▶ **Stored data**
**********
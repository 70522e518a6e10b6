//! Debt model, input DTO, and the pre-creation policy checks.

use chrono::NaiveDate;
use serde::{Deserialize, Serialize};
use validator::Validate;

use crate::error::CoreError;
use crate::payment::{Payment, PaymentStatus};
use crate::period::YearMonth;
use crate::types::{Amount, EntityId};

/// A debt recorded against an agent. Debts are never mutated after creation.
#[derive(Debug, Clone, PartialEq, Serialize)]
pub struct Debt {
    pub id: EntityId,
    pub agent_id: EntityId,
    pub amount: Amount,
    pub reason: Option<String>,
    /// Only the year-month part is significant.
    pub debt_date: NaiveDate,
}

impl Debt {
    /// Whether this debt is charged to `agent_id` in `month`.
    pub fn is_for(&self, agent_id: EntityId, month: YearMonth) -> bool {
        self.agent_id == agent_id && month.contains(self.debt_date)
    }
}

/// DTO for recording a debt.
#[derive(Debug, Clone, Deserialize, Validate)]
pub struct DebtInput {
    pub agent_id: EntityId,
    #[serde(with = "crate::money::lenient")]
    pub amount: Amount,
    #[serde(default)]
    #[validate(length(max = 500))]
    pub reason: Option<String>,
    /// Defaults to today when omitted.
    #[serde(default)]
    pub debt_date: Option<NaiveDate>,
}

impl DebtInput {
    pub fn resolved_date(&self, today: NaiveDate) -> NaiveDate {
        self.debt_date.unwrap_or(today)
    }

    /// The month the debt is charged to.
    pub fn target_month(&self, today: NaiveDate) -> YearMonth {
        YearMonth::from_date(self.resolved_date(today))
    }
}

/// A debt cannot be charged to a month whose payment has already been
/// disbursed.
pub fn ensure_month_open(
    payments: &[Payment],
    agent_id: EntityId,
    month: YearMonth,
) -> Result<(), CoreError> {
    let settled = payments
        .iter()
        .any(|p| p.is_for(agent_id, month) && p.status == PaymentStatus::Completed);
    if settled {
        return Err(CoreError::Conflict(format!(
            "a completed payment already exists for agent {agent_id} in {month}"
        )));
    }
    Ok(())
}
**********
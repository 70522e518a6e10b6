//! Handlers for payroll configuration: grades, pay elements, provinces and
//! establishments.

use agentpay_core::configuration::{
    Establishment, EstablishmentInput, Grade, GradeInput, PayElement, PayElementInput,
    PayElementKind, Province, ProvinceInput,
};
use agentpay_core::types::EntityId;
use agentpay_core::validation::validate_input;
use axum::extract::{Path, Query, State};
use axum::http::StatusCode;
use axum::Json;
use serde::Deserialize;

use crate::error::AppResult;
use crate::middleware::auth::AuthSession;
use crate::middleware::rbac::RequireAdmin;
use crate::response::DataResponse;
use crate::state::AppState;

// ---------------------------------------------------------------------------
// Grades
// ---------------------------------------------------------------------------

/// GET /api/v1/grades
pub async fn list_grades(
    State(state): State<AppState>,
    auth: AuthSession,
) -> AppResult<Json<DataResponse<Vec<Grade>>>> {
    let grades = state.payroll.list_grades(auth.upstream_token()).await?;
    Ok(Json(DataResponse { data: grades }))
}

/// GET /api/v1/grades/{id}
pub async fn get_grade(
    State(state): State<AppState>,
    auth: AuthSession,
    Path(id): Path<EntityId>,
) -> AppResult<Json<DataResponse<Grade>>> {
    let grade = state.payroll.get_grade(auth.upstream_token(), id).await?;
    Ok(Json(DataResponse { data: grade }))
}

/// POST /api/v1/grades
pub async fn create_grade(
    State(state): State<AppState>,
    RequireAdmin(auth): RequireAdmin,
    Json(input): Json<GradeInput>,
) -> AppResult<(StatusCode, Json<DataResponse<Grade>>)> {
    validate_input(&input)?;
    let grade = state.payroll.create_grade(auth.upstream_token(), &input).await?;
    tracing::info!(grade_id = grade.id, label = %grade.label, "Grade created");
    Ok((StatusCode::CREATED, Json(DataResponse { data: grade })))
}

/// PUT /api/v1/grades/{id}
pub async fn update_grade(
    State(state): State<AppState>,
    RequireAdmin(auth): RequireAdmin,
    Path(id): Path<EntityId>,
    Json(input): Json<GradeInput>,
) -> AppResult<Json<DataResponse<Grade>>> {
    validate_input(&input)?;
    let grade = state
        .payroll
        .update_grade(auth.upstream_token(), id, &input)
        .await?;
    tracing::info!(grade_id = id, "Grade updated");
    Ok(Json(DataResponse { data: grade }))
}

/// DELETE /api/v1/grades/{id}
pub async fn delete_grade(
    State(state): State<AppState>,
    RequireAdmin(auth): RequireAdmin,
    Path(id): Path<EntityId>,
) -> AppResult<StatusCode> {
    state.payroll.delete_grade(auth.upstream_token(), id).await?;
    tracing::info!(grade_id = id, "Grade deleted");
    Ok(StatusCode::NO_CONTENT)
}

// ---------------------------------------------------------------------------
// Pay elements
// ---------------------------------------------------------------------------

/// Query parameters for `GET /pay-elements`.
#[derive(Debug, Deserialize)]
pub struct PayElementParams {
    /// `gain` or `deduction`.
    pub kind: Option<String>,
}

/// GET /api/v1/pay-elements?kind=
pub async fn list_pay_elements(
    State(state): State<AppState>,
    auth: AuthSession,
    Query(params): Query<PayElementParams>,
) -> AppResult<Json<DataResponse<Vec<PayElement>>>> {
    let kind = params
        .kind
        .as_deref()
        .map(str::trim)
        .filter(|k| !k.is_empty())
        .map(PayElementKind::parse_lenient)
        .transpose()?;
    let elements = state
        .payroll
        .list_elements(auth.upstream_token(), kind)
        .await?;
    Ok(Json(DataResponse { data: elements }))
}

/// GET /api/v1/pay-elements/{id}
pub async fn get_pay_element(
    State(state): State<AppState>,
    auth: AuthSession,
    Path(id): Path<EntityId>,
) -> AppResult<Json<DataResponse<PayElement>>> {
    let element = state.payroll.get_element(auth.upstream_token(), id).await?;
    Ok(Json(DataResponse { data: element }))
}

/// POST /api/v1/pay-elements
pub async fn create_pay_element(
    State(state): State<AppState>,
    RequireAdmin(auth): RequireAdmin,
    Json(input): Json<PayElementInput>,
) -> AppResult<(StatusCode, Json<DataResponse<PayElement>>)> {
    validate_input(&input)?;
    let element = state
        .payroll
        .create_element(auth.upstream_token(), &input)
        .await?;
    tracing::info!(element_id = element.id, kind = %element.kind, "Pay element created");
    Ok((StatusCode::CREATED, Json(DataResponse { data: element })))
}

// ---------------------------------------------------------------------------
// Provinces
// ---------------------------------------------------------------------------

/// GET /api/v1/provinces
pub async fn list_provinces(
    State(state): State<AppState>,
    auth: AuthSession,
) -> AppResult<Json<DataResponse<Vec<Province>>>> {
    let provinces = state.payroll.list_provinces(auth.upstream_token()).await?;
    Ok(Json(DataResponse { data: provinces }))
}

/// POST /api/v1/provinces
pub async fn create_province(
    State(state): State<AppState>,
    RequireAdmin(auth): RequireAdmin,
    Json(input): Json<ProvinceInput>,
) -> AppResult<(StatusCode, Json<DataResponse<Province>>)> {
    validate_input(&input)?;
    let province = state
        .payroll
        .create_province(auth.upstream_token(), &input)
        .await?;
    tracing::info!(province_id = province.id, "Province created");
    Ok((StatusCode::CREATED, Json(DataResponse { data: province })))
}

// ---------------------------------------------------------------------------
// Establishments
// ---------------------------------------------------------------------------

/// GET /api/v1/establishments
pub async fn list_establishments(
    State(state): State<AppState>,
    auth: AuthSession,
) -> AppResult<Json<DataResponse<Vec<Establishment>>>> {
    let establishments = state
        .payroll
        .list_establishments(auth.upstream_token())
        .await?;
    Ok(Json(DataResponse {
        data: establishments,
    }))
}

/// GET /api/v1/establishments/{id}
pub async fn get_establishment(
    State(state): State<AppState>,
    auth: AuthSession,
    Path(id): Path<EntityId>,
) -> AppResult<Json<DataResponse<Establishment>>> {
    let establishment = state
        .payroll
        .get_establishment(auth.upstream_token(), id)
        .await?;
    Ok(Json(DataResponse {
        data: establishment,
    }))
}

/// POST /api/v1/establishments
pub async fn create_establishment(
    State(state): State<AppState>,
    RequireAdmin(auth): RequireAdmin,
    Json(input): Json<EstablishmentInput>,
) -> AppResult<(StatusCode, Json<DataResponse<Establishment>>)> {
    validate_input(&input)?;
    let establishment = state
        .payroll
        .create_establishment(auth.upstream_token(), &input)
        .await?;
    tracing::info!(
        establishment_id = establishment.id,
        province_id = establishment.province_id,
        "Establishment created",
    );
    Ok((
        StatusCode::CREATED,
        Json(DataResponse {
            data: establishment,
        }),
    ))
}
**********
▶ **Action item**
Line count for the string "Debug": tally the lines of the records above that contain it and give only the result.

▶ **Solution**
3